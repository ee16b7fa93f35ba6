// Duplex link to the brake rig
//
// Provides:
// - The `Link` contract used by the sequencer and the ingestion loop
// - A paced write schedule shared by link implementations
// - Serial transport for the real rig and a simulated rig for dry runs

pub mod serial;
pub mod sim;

use std::collections::VecDeque;

use crate::messages::{Command, Packet};

pub use serial::SerialLink;
pub use sim::SimulatedRig;

/// Error types for link communication
#[derive(Debug, thiserror::Error)]
pub enum LinkError {
    #[error("Serial port error: {0}")]
    Serial(#[from] serialport::Error),

    #[error("IO error: {0}")]
    Io(#[from] std::io::Error),
}

pub type Result<T> = std::result::Result<T, LinkError>;

/// Byte-oriented duplex link to the rig
///
/// Writes are queued and released in order as their preceding pauses
/// elapse; neither `write` nor `write_and_wait` blocks the caller.
pub trait Link {
    /// False once the link is closed or disconnected
    fn ok(&self) -> bool;

    /// Next packet if one is available
    fn read(&mut self) -> Result<Option<Packet>>;

    /// Queue a command
    fn write(&mut self, command: Command);

    /// Queue a pause before the next queued command
    fn write_and_wait(&mut self, seconds: f64);

    /// Drop pending writes, idle the rig and close
    fn stop(&mut self);
}

impl<L: Link + ?Sized> Link for Box<L> {
    fn ok(&self) -> bool {
        (**self).ok()
    }

    fn read(&mut self) -> Result<Option<Packet>> {
        (**self).read()
    }

    fn write(&mut self, command: Command) {
        (**self).write(command)
    }

    fn write_and_wait(&mut self, seconds: f64) {
        (**self).write_and_wait(seconds)
    }

    fn stop(&mut self) {
        (**self).stop()
    }
}

#[derive(Debug, Clone, Copy, PartialEq)]
enum Outgoing {
    Command(Command),
    Pause(f64),
}

/// FIFO of commands and pauses released against a clock in seconds
///
/// Each pause runs from the previous deadline, so late polls do not stretch
/// the timeline. A pause with no deadline pending runs from the current poll.
#[derive(Debug, Default)]
pub struct WriteSchedule {
    queue: VecDeque<Outgoing>,
    ready_at: Option<f64>,
}

impl WriteSchedule {
    pub fn new() -> Self {
        Self::default()
    }

    pub fn push_command(&mut self, command: Command) {
        self.queue.push_back(Outgoing::Command(command));
    }

    pub fn push_pause(&mut self, seconds: f64) {
        self.queue.push_back(Outgoing::Pause(seconds.max(0.0)));
    }

    /// Commands whose preceding pauses have elapsed at `now`
    pub fn due(&mut self, now: f64) -> Vec<Command> {
        let mut released = Vec::new();
        while self.ready_at.is_none_or(|t| now >= t) {
            match self.queue.pop_front() {
                Some(Outgoing::Command(command)) => released.push(command),
                Some(Outgoing::Pause(seconds)) => {
                    self.ready_at = Some(self.ready_at.unwrap_or(now) + seconds);
                }
                None => {
                    self.ready_at = None;
                    break;
                }
            }
        }
        released
    }

    pub fn is_empty(&self) -> bool {
        self.queue.is_empty()
    }

    pub fn clear(&mut self) {
        self.queue.clear();
        self.ready_at = None;
    }
}

#[cfg(test)]
mod tests {
    use super::*;

    #[test]
    fn test_schedule_releases_after_pauses() {
        let mut schedule = WriteSchedule::new();
        schedule.push_command(Command::Motor(255));
        schedule.push_pause(1.0);
        schedule.push_command(Command::Brake(8));
        schedule.push_command(Command::Brake(16));
        schedule.push_pause(0.5);
        schedule.push_command(Command::Brake(0));

        assert_eq!(schedule.due(0.0), vec![Command::Motor(255)]);
        assert!(schedule.due(0.5).is_empty());
        assert_eq!(schedule.due(1.0), vec![Command::Brake(8), Command::Brake(16)]);
        assert!(schedule.due(1.2).is_empty());
        assert_eq!(schedule.due(1.5), vec![Command::Brake(0)]);
        assert!(schedule.is_empty());
    }

    #[test]
    fn test_late_polls_do_not_accumulate() {
        let mut schedule = WriteSchedule::new();
        for level in [8, 16, 24] {
            schedule.push_command(Command::Brake(level));
            schedule.push_pause(1.0);
        }
        schedule.push_command(Command::Brake(0));

        // First pause runs from the first poll
        assert_eq!(schedule.due(10.0), vec![Command::Brake(8)]);
        assert!(schedule.due(10.9).is_empty());
        assert_eq!(schedule.due(11.3), vec![Command::Brake(16)]);
        // Deadline is 12.0, not 12.3
        assert_eq!(schedule.due(12.0), vec![Command::Brake(24)]);
        assert_eq!(schedule.due(13.25), vec![Command::Brake(0)]);
        assert!(schedule.is_empty());

        // Once drained, new pauses start from the next poll again
        schedule.push_pause(1.0);
        schedule.push_command(Command::Motor(0));
        assert!(schedule.due(20.0).is_empty());
        assert_eq!(schedule.due(21.0), vec![Command::Motor(0)]);
    }

    #[test]
    fn test_clear_drops_pending() {
        let mut schedule = WriteSchedule::new();
        schedule.push_pause(10.0);
        schedule.push_command(Command::Brake(100));
        assert!(schedule.due(0.0).is_empty());
        schedule.clear();
        assert!(schedule.due(20.0).is_empty());
    }
}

Activity:
I need every line of the material that includes "runs", so please copy them out.

Answer for this exercise:
// - Serial transport for the real rig and a simulated rig for dry runs
/// Each pause runs from the previous deadline, so late polls do not stretch
/// the timeline. A pause with no deadline pending runs from the current poll.
        // First pause runs from the first poll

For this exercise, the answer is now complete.